WHAT THIS TASK INVOLVES:
Every line from the one containing "let customers = self.store.customers()?;" to the end of the records below, written out word for word, is the whole answer.

DATA SECTION:
*** Block opens ***

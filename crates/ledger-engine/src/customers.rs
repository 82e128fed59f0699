use std::sync::Arc;

use tracing::warn;

use crate::error::{LedgerError, LedgerResult};
use crate::model::{Customer, CustomerId};
use crate::request::CreateCustomer;
use crate::store::LedgerStore;
use crate::validation::{FieldErrors, Ssn, Validate};

#[derive(Debug, Clone)]
pub struct CustomerService {
    store: Arc<LedgerStore>,
}

impl CustomerService {
    pub const fn new(store: Arc<LedgerStore>) -> Self {
        Self { store }
    }

    pub fn create(&self, request: CreateCustomer) -> LedgerResult<Customer> {
        request.validate().map_err(LedgerError::Validation)?;
        let ssn = Ssn::try_from(request.ssn).map_err(|err| {
            let mut errors = FieldErrors::new();
            errors.add("ssn", err.to_string());
            LedgerError::Validation(errors)
        })?;
        self.store
            .insert_customer(request.name, ssn)
            .inspect_err(|err| warn!("Customer rejected: {err}"))
    }

    pub fn exists(&self, customer_id: CustomerId) -> LedgerResult<bool> {
        Ok(self.store.customer(customer_id)?.is_some())
    }

    pub fn find_by_id(&self, customer_id: CustomerId) -> LedgerResult<Customer> {
        self.store
            .customer(customer_id)?
            .ok_or(LedgerError::CustomerNotFound(customer_id))
    }

    pub fn find_all(&self) -> LedgerResult<Vec<Customer>> {
        let customers = self.store.customers()?;
        if customers.is_empty() {
            return Err(LedgerError::NoCustomers);
        }
        Ok(customers)
    }
}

*** Block closes ***

RESPONSE TO THE TASK:
        let customers = self.store.customers()?;
        if customers.is_empty() {
            return Err(LedgerError::NoCustomers);
        }
        Ok(customers)
    }
}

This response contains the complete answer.